Instructions to follow
Start at the top of the records below and copy them exactly to the end.

(Beginning of Supplied information)

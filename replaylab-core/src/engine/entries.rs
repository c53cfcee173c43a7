//! Entry planning: turn a signal decision into stop, target, and notional.
//!
//! Preconditions (capacity, cooldown) are checked by the driver before the
//! signal is asked. Everything here runs only after a signal fired.

use super::config::{EngineConfig, StopRule};
use crate::components::{BarContext, EntrySignal};
use crate::domain::{Bar, ExitKind, Position, Side, TradeRecord};
use crate::sizers::{Sizer, SizingRequest};

/// Why a fired signal did not produce an entry.
#[derive(Debug, Clone, Copy, PartialEq, Eq)]
pub enum EntryRejection {
    /// Stop distance missing, non-finite, or on the wrong side of entry.
    InvalidStop,
    /// Sizer returned nothing to trade.
    ZeroSize,
    /// Signal-supplied price lies outside the bar's range.
    Unfillable,
}

/// A fully specified entry.
#[derive(Debug, Clone, Copy, PartialEq)]
pub struct EntryPlan {
    pub side: Side,
    pub price: f64,
    pub stop: f64,
    pub target: f64,
    pub notional: f64,
    /// Stop distance as a fraction of entry, after the floor.
    pub stop_pct: f64,
    /// Filled inside the bar rather than at its close.
    pub intrabar: bool,
}

impl EntryPlan {
    /// Whether the fill bar's own range already breaches the stop.
    pub fn stopped_on_fill_bar(&self, bar: &Bar) -> bool {
        self.intrabar
            && match self.side {
                Side::Long => bar.low <= self.stop,
                Side::Short => bar.high >= self.stop,
            }
    }

    pub fn into_position(self, ctx: &BarContext<'_>) -> Position {
        Position::open(
            self.side,
            self.price,
            ctx.index(),
            ctx.bar().timestamp,
            self.notional,
            self.stop,
            self.target,
        )
    }

    /// Trade record for an entry stopped out on its own bar.
    ///
    /// Loss is `notional * (stop_pct + 2 * cost_rate)`, the full risk budget
    /// when the leverage cap did not bind.
    pub fn instant_stop_trade(&self, ctx: &BarContext<'_>, cost_rate: f64) -> TradeRecord {
        let fees = self.notional * cost_rate * 2.0;
        let return_fraction = -self.stop_pct;
        let bar = ctx.bar();
        TradeRecord {
            side: self.side,
            exit_kind: ExitKind::InstantStop,
            entry_index: ctx.index(),
            entry_time: bar.timestamp,
            entry_price: self.price,
            exit_index: ctx.index(),
            exit_time: bar.timestamp,
            exit_price: self.stop,
            notional: self.notional,
            return_fraction,
            fees,
            funding: 0.0,
            pnl: self.notional * return_fraction - fees,
            capital_after: 0.0,
            bars_held: 0,
            r_multiple: -1.0,
        }
    }
}

/// Build an entry plan for `side` at `ctx`.
///
/// `equity` is the sizing base and `risk_fraction` the already-scaled risk.
pub fn plan_entry(
    ctx: &BarContext<'_>,
    side: Side,
    signal: &dyn EntrySignal,
    config: &EngineConfig,
    sizer: &dyn Sizer,
    equity: f64,
    risk_fraction: f64,
) -> Result<EntryPlan, EntryRejection> {
    let bar = ctx.bar();
    let levels = signal.entry_levels(ctx, side);

    let price = levels.price.unwrap_or(bar.close);
    if price < bar.low || price > bar.high {
        return Err(EntryRejection::Unfillable);
    }

    let explicit = levels.stop.filter(|&s| match side {
        Side::Long => s < price,
        Side::Short => s > price,
    });
    let raw_distance = match explicit {
        Some(stop) => (price - stop).abs(),
        None => match &config.stop_rule {
            StopRule::AtrMultiple { column, multiplier } => {
                ctx.numeric(column).unwrap_or(f64::NAN) * multiplier
            }
            StopRule::Percent { pct } => price * pct,
        },
    };
    if !raw_distance.is_finite() || raw_distance <= 0.0 {
        return Err(EntryRejection::InvalidStop);
    }

    let stop_pct = (raw_distance / price).max(config.min_stop_distance_pct);
    if stop_pct >= 1.0 {
        return Err(EntryRejection::InvalidStop);
    }
    let distance = stop_pct * price;
    let sign = side.sign();
    let stop = price - sign * distance;
    // An ATR stop wide enough can put a short target at or below zero; it is
    // then unreachable and the trade ends by stop, time, or end of data.
    let target = price + sign * distance * config.take_profit_reward_ratio;

    let notional = sizer.size(&SizingRequest {
        equity,
        risk_fraction,
        stop_distance_pct: stop_pct,
        cost_rate: config.cost_rate(),
        max_leverage: config.max_leverage,
    });
    if !notional.is_finite() || notional <= 0.0 {
        return Err(EntryRejection::ZeroSize);
    }

    Ok(EntryPlan {
        side,
        price,
        stop,
        target,
        notional,
        stop_pct,
        intrabar: levels.price.is_some(),
    })
}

(End of Supplied information)

Response below
filename replaylab-core/src/engine/entries.rs
repository c53cfcee173c43a7
//! Entry planning: turn a signal decision into stop, target, and notional.
//!
//! Preconditions (capacity, cooldown) are checked by the driver before the
//! signal is asked. Everything here runs only after a signal fired.

use super::config::{EngineConfig, StopRule};
use crate::components::{BarContext, EntrySignal};
use crate::domain::{Bar, ExitKind, Position, Side, TradeRecord};
use crate::sizers::{Sizer, SizingRequest};

/// Why a fired signal did not produce an entry.
#[derive(Debug, Clone, Copy, PartialEq, Eq)]
pub enum EntryRejection {
    /// Stop distance missing, non-finite, or on the wrong side of entry.
    InvalidStop,
    /// Sizer returned nothing to trade.
    ZeroSize,
    /// Signal-supplied price lies outside the bar's range.
    Unfillable,
}

/// A fully specified entry.
#[derive(Debug, Clone, Copy, PartialEq)]
pub struct EntryPlan {
    pub side: Side,
    pub price: f64,
    pub stop: f64,
    pub target: f64,
    pub notional: f64,
    /// Stop distance as a fraction of entry, after the floor.
    pub stop_pct: f64,
    /// Filled inside the bar rather than at its close.
    pub intrabar: bool,
}

impl EntryPlan {
    /// Whether the fill bar's own range already breaches the stop.
    pub fn stopped_on_fill_bar(&self, bar: &Bar) -> bool {
        self.intrabar
            && match self.side {
                Side::Long => bar.low <= self.stop,
                Side::Short => bar.high >= self.stop,
            }
    }

    pub fn into_position(self, ctx: &BarContext<'_>) -> Position {
        Position::open(
            self.side,
            self.price,
            ctx.index(),
            ctx.bar().timestamp,
            self.notional,
            self.stop,
            self.target,
        )
    }

    /// Trade record for an entry stopped out on its own bar.
    ///
    /// Loss is `notional * (stop_pct + 2 * cost_rate)`, the full risk budget
    /// when the leverage cap did not bind.
    pub fn instant_stop_trade(&self, ctx: &BarContext<'_>, cost_rate: f64) -> TradeRecord {
        let fees = self.notional * cost_rate * 2.0;
        let return_fraction = -self.stop_pct;
        let bar = ctx.bar();
        TradeRecord {
            side: self.side,
            exit_kind: ExitKind::InstantStop,
            entry_index: ctx.index(),
            entry_time: bar.timestamp,
            entry_price: self.price,
            exit_index: ctx.index(),
            exit_time: bar.timestamp,
            exit_price: self.stop,
            notional: self.notional,
            return_fraction,
            fees,
            funding: 0.0,
            pnl: self.notional * return_fraction - fees,
            capital_after: 0.0,
            bars_held: 0,
            r_multiple: -1.0,
        }
    }
}

/// Build an entry plan for `side` at `ctx`.
///
/// `equity` is the sizing base and `risk_fraction` the already-scaled risk.
pub fn plan_entry(
    ctx: &BarContext<'_>,
    side: Side,
    signal: &dyn EntrySignal,
    config: &EngineConfig,
    sizer: &dyn Sizer,
    equity: f64,
    risk_fraction: f64,
) -> Result<EntryPlan, EntryRejection> {
    let bar = ctx.bar();
    let levels = signal.entry_levels(ctx, side);

    let price = levels.price.unwrap_or(bar.close);
    if price < bar.low || price > bar.high {
        return Err(EntryRejection::Unfillable);
    }

    let explicit = levels.stop.filter(|&s| match side {
        Side::Long => s < price,
        Side::Short => s > price,
    });
    let raw_distance = match explicit {
        Some(stop) => (price - stop).abs(),
        None => match &config.stop_rule {
            StopRule::AtrMultiple { column, multiplier } => {
                ctx.numeric(column).unwrap_or(f64::NAN) * multiplier
            }
            StopRule::Percent { pct } => price * pct,
        },
    };
    if !raw_distance.is_finite() || raw_distance <= 0.0 {
        return Err(EntryRejection::InvalidStop);
    }

    let stop_pct = (raw_distance / price).max(config.min_stop_distance_pct);
    if stop_pct >= 1.0 {
        return Err(EntryRejection::InvalidStop);
    }
    let distance = stop_pct * price;
    let sign = side.sign();
    let stop = price - sign * distance;
    // An ATR stop wide enough can put a short target at or below zero; it is
    // then unreachable and the trade ends by stop, time, or end of data.
    let target = price + sign * distance * config.take_profit_reward_ratio;

    let notional = sizer.size(&SizingRequest {
        equity,
        risk_fraction,
        stop_distance_pct: stop_pct,
        cost_rate: config.cost_rate(),
        max_leverage: config.max_leverage,
    });
    if !notional.is_finite() || notional <= 0.0 {
        return Err(EntryRejection::ZeroSize);
    }

    Ok(EntryPlan {
        side,
        price,
        stop,
        target,
        notional,
        stop_pct,
        intrabar: levels.price.is_some(),
    })
}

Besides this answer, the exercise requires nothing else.